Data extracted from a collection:
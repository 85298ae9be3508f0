//! DNS message parsing and construction.
//!
//! Only the parts of the wire format the resolver needs: the question of an
//! inbound query, the answer TTLs of an upstream response, and the two
//! synthetic replies used for blocked domains.

use crate::error::{Error, Result};

pub const HEADER_LEN: usize = 12;

/// TTL used when a response is too short to carry a header.
pub const SHORT_RESPONSE_TTL: u32 = 300;

/// Starting point of the minimum-TTL scan; also the result for zero answers.
pub const DEFAULT_ANSWER_TTL: u32 = 3600;

/// TTL carried by the synthetic `0.0.0.0` answer.
pub const NULL_ANSWER_TTL: u32 = 60;

const FLAGS_NXDOMAIN: u16 = 0x8183;
const FLAGS_NOERROR: u16 = 0x8180;
const POINTER_MASK: u8 = 0xC0;

/// A parsed DNS query.
#[derive(Debug, Clone, PartialEq, Eq)]
pub struct DnsQuery {
    pub id: u16,
    pub domain: String,
    pub qtype: u16,
    pub qclass: u16,
}

impl DnsQuery {
    /// Parse the header and first question of a DNS query.
    ///
    /// Compression pointers in the question name are skipped, not followed.
    pub fn parse(data: &[u8]) -> Result<Self> {
        if data.len() < HEADER_LEN {
            return Err(Error::MalformedQuery("shorter than header"));
        }

        let id = u16::from_be_bytes([data[0], data[1]]);

        let mut pos = HEADER_LEN;
        let mut domain = String::new();

        while pos < data.len() {
            let label_len = data[pos] as usize;
            if label_len == 0 {
                pos += 1;
                break;
            }
            if data[pos] & POINTER_MASK == POINTER_MASK {
                pos += 2;
                continue;
            }
            pos += 1;
            if pos + label_len > data.len() {
                return Err(Error::MalformedQuery("label runs past end of message"));
            }
            if !domain.is_empty() {
                domain.push('.');
            }
            push_label(&mut domain, &data[pos..pos + label_len]);
            pos += label_len;
        }

        if pos + 4 > data.len() {
            return Err(Error::MalformedQuery("missing QTYPE/QCLASS"));
        }
        let qtype = u16::from_be_bytes([data[pos], data[pos + 1]]);
        let qclass = u16::from_be_bytes([data[pos + 2], data[pos + 3]]);

        Ok(Self {
            id,
            domain,
            qtype,
            qclass,
        })
    }

    /// Cache key for this question: `"<domain>:<qtype>"`.
    pub fn cache_key(&self) -> String {
        format!("{}:{}", self.domain, self.qtype)
    }

    /// Create a response from cached data, updating the transaction ID.
    pub fn response_from_cache(&self, cached: &[u8]) -> Option<Vec<u8>> {
        if cached.len() < 2 {
            return None;
        }
        let mut response = cached.to_vec();
        set_transaction_id(&mut response, self.id);
        Some(response)
    }
}

/// Append a label in presentation form. Bytes outside printable ASCII
/// become `\DDD` escapes so distinct names never share a key.
fn push_label(domain: &mut String, label: &[u8]) {
    for &byte in label {
        match byte {
            b'.' | b'\\' => {
                domain.push('\\');
                domain.push(byte as char);
            }
            0x21..=0x7E => domain.push(byte as char),
            _ => domain.push_str(&format!("\\{byte:03}")),
        }
    }
}

/// Overwrite the transaction ID of a message in place.
pub fn set_transaction_id(message: &mut [u8], id: u16) {
    if message.len() >= 2 {
        message[..2].copy_from_slice(&id.to_be_bytes());
    }
}

/// Read the transaction ID of a message, if it has one.
pub fn transaction_id(message: &[u8]) -> Option<u16> {
    (message.len() >= 2).then(|| u16::from_be_bytes([message[0], message[1]]))
}

/// Minimum TTL across the answer section of a response.
///
/// Returns [`SHORT_RESPONSE_TTL`] for buffers without a full header and
/// [`DEFAULT_ANSWER_TTL`] when there are no answers. Answer TTLs above
/// [`DEFAULT_ANSWER_TTL`] do not raise the result.
pub fn min_ttl(response: &[u8]) -> u32 {
    if response.len() < HEADER_LEN {
        return SHORT_RESPONSE_TTL;
    }

    let qdcount = u16::from_be_bytes([response[4], response[5]]);
    let ancount = u16::from_be_bytes([response[6], response[7]]);

    let mut pos = HEADER_LEN;
    for _ in 0..qdcount {
        pos = skip_name(response, pos);
        pos += 4; // QTYPE + QCLASS
    }

    let mut min_ttl = DEFAULT_ANSWER_TTL;
    for _ in 0..ancount {
        pos = skip_name(response, pos);
        if pos + 10 > response.len() {
            break;
        }

        let ttl = u32::from_be_bytes([
            response[pos + 4],
            response[pos + 5],
            response[pos + 6],
            response[pos + 7],
        ]);
        min_ttl = min_ttl.min(ttl);

        let rdlength = u16::from_be_bytes([response[pos + 8], response[pos + 9]]) as usize;
        pos += 10 + rdlength;
    }

    min_ttl
}

/// Advance past an encoded name: a label chain ending in a zero byte, or a
/// compression pointer which always ends the name.
fn skip_name(data: &[u8], mut pos: usize) -> usize {
    while pos < data.len() {
        let b = data[pos];
        if b & POINTER_MASK == POINTER_MASK {
            return pos + 2;
        }
        if b == 0 {
            return pos + 1;
        }
        pos += 1 + b as usize;
    }
    pos
}

/// NXDOMAIN reply for a query: the query echoed back with QR, AA and
/// RCODE=3 set and no answers.
pub fn nxdomain_response(query: &[u8]) -> Vec<u8> {
    let mut response = query.to_vec();
    if response.len() < HEADER_LEN {
        return response;
    }
    response[2..4].copy_from_slice(&FLAGS_NXDOMAIN.to_be_bytes());
    response[6..8].copy_from_slice(&0u16.to_be_bytes());
    response
}

/// Reply answering a query with a single `A 0.0.0.0` record.
///
/// The answer is appended after the echoed query and names the question
/// through a pointer to offset 12, so the result is 16 bytes longer.
pub fn null_response(query: &[u8]) -> Vec<u8> {
    if query.len() < HEADER_LEN {
        return query.to_vec();
    }

    let mut response = Vec::with_capacity(query.len() + 16);
    response.extend_from_slice(query);
    response[2..4].copy_from_slice(&FLAGS_NOERROR.to_be_bytes());
    response[6..8].copy_from_slice(&1u16.to_be_bytes());

    response.extend_from_slice(&[0xC0, 0x0C]); // Pointer to offset 12
    response.extend_from_slice(&1u16.to_be_bytes()); // A
    response.extend_from_slice(&1u16.to_be_bytes()); // IN
    response.extend_from_slice(&NULL_ANSWER_TTL.to_be_bytes());
    response.extend_from_slice(&4u16.to_be_bytes());
    response.extend_from_slice(&[0, 0, 0, 0]);
    response
}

Exercise
Starting at the first entry and ending at the last, reproduce each one exactly.

Response
repository 85298ae9be3508f0
//! DNS message parsing and construction.
//!
//! Only the parts of the wire format the resolver needs: the question of an
//! inbound query, the answer TTLs of an upstream response, and the two
//! synthetic replies used for blocked domains.

use crate::error::{Error, Result};

pub const HEADER_LEN: usize = 12;

/// TTL used when a response is too short to carry a header.
pub const SHORT_RESPONSE_TTL: u32 = 300;

/// Starting point of the minimum-TTL scan; also the result for zero answers.
pub const DEFAULT_ANSWER_TTL: u32 = 3600;

/// TTL carried by the synthetic `0.0.0.0` answer.
pub const NULL_ANSWER_TTL: u32 = 60;

const FLAGS_NXDOMAIN: u16 = 0x8183;
const FLAGS_NOERROR: u16 = 0x8180;
const POINTER_MASK: u8 = 0xC0;

/// A parsed DNS query.
#[derive(Debug, Clone, PartialEq, Eq)]
pub struct DnsQuery {
    pub id: u16,
    pub domain: String,
    pub qtype: u16,
    pub qclass: u16,
}

impl DnsQuery {
    /// Parse the header and first question of a DNS query.
    ///
    /// Compression pointers in the question name are skipped, not followed.
    pub fn parse(data: &[u8]) -> Result<Self> {
        if data.len() < HEADER_LEN {
            return Err(Error::MalformedQuery("shorter than header"));
        }

        let id = u16::from_be_bytes([data[0], data[1]]);

        let mut pos = HEADER_LEN;
        let mut domain = String::new();

        while pos < data.len() {
            let label_len = data[pos] as usize;
            if label_len == 0 {
                pos += 1;
                break;
            }
            if data[pos] & POINTER_MASK == POINTER_MASK {
                pos += 2;
                continue;
            }
            pos += 1;
            if pos + label_len > data.len() {
                return Err(Error::MalformedQuery("label runs past end of message"));
            }
            if !domain.is_empty() {
                domain.push('.');
            }
            push_label(&mut domain, &data[pos..pos + label_len]);
            pos += label_len;
        }

        if pos + 4 > data.len() {
            return Err(Error::MalformedQuery("missing QTYPE/QCLASS"));
        }
        let qtype = u16::from_be_bytes([data[pos], data[pos + 1]]);
        let qclass = u16::from_be_bytes([data[pos + 2], data[pos + 3]]);

        Ok(Self {
            id,
            domain,
            qtype,
            qclass,
        })
    }

    /// Cache key for this question: `"<domain>:<qtype>"`.
    pub fn cache_key(&self) -> String {
        format!("{}:{}", self.domain, self.qtype)
    }

    /// Create a response from cached data, updating the transaction ID.
    pub fn response_from_cache(&self, cached: &[u8]) -> Option<Vec<u8>> {
        if cached.len() < 2 {
            return None;
        }
        let mut response = cached.to_vec();
        set_transaction_id(&mut response, self.id);
        Some(response)
    }
}

/// Append a label in presentation form. Bytes outside printable ASCII
/// become `\DDD` escapes so distinct names never share a key.
fn push_label(domain: &mut String, label: &[u8]) {
    for &byte in label {
        match byte {
            b'.' | b'\\' => {
                domain.push('\\');
                domain.push(byte as char);
            }
            0x21..=0x7E => domain.push(byte as char),
            _ => domain.push_str(&format!("\\{byte:03}")),
        }
    }
}

/// Overwrite the transaction ID of a message in place.
pub fn set_transaction_id(message: &mut [u8], id: u16) {
    if message.len() >= 2 {
        message[..2].copy_from_slice(&id.to_be_bytes());
    }
}

/// Read the transaction ID of a message, if it has one.
pub fn transaction_id(message: &[u8]) -> Option<u16> {
    (message.len() >= 2).then(|| u16::from_be_bytes([message[0], message[1]]))
}

/// Minimum TTL across the answer section of a response.
///
/// Returns [`SHORT_RESPONSE_TTL`] for buffers without a full header and
/// [`DEFAULT_ANSWER_TTL`] when there are no answers. Answer TTLs above
/// [`DEFAULT_ANSWER_TTL`] do not raise the result.
pub fn min_ttl(response: &[u8]) -> u32 {
    if response.len() < HEADER_LEN {
        return SHORT_RESPONSE_TTL;
    }

    let qdcount = u16::from_be_bytes([response[4], response[5]]);
    let ancount = u16::from_be_bytes([response[6], response[7]]);

    let mut pos = HEADER_LEN;
    for _ in 0..qdcount {
        pos = skip_name(response, pos);
        pos += 4; // QTYPE + QCLASS
    }

    let mut min_ttl = DEFAULT_ANSWER_TTL;
    for _ in 0..ancount {
        pos = skip_name(response, pos);
        if pos + 10 > response.len() {
            break;
        }

        let ttl = u32::from_be_bytes([
            response[pos + 4],
            response[pos + 5],
            response[pos + 6],
            response[pos + 7],
        ]);
        min_ttl = min_ttl.min(ttl);

        let rdlength = u16::from_be_bytes([response[pos + 8], response[pos + 9]]) as usize;
        pos += 10 + rdlength;
    }

    min_ttl
}

/// Advance past an encoded name: a label chain ending in a zero byte, or a
/// compression pointer which always ends the name.
fn skip_name(data: &[u8], mut pos: usize) -> usize {
    while pos < data.len() {
        let b = data[pos];
        if b & POINTER_MASK == POINTER_MASK {
            return pos + 2;
        }
        if b == 0 {
            return pos + 1;
        }
        pos += 1 + b as usize;
    }
    pos
}

/// NXDOMAIN reply for a query: the query echoed back with QR, AA and
/// RCODE=3 set and no answers.
pub fn nxdomain_response(query: &[u8]) -> Vec<u8> {
    let mut response = query.to_vec();
    if response.len() < HEADER_LEN {
        return response;
    }
    response[2..4].copy_from_slice(&FLAGS_NXDOMAIN.to_be_bytes());
    response[6..8].copy_from_slice(&0u16.to_be_bytes());
    response
}

/// Reply answering a query with a single `A 0.0.0.0` record.
///
/// The answer is appended after the echoed query and names the question
/// through a pointer to offset 12, so the result is 16 bytes longer.
pub fn null_response(query: &[u8]) -> Vec<u8> {
    if query.len() < HEADER_LEN {
        return query.to_vec();
    }

    let mut response = Vec::with_capacity(query.len() + 16);
    response.extend_from_slice(query);
    response[2..4].copy_from_slice(&FLAGS_NOERROR.to_be_bytes());
    response[6..8].copy_from_slice(&1u16.to_be_bytes());

    response.extend_from_slice(&[0xC0, 0x0C]); // Pointer to offset 12
    response.extend_from_slice(&1u16.to_be_bytes()); // A
    response.extend_from_slice(&1u16.to_be_bytes()); // IN
    response.extend_from_slice(&NULL_ANSWER_TTL.to_be_bytes());
    response.extend_from_slice(&4u16.to_be_bytes());
    response.extend_from_slice(&[0, 0, 0, 0]);
    response
}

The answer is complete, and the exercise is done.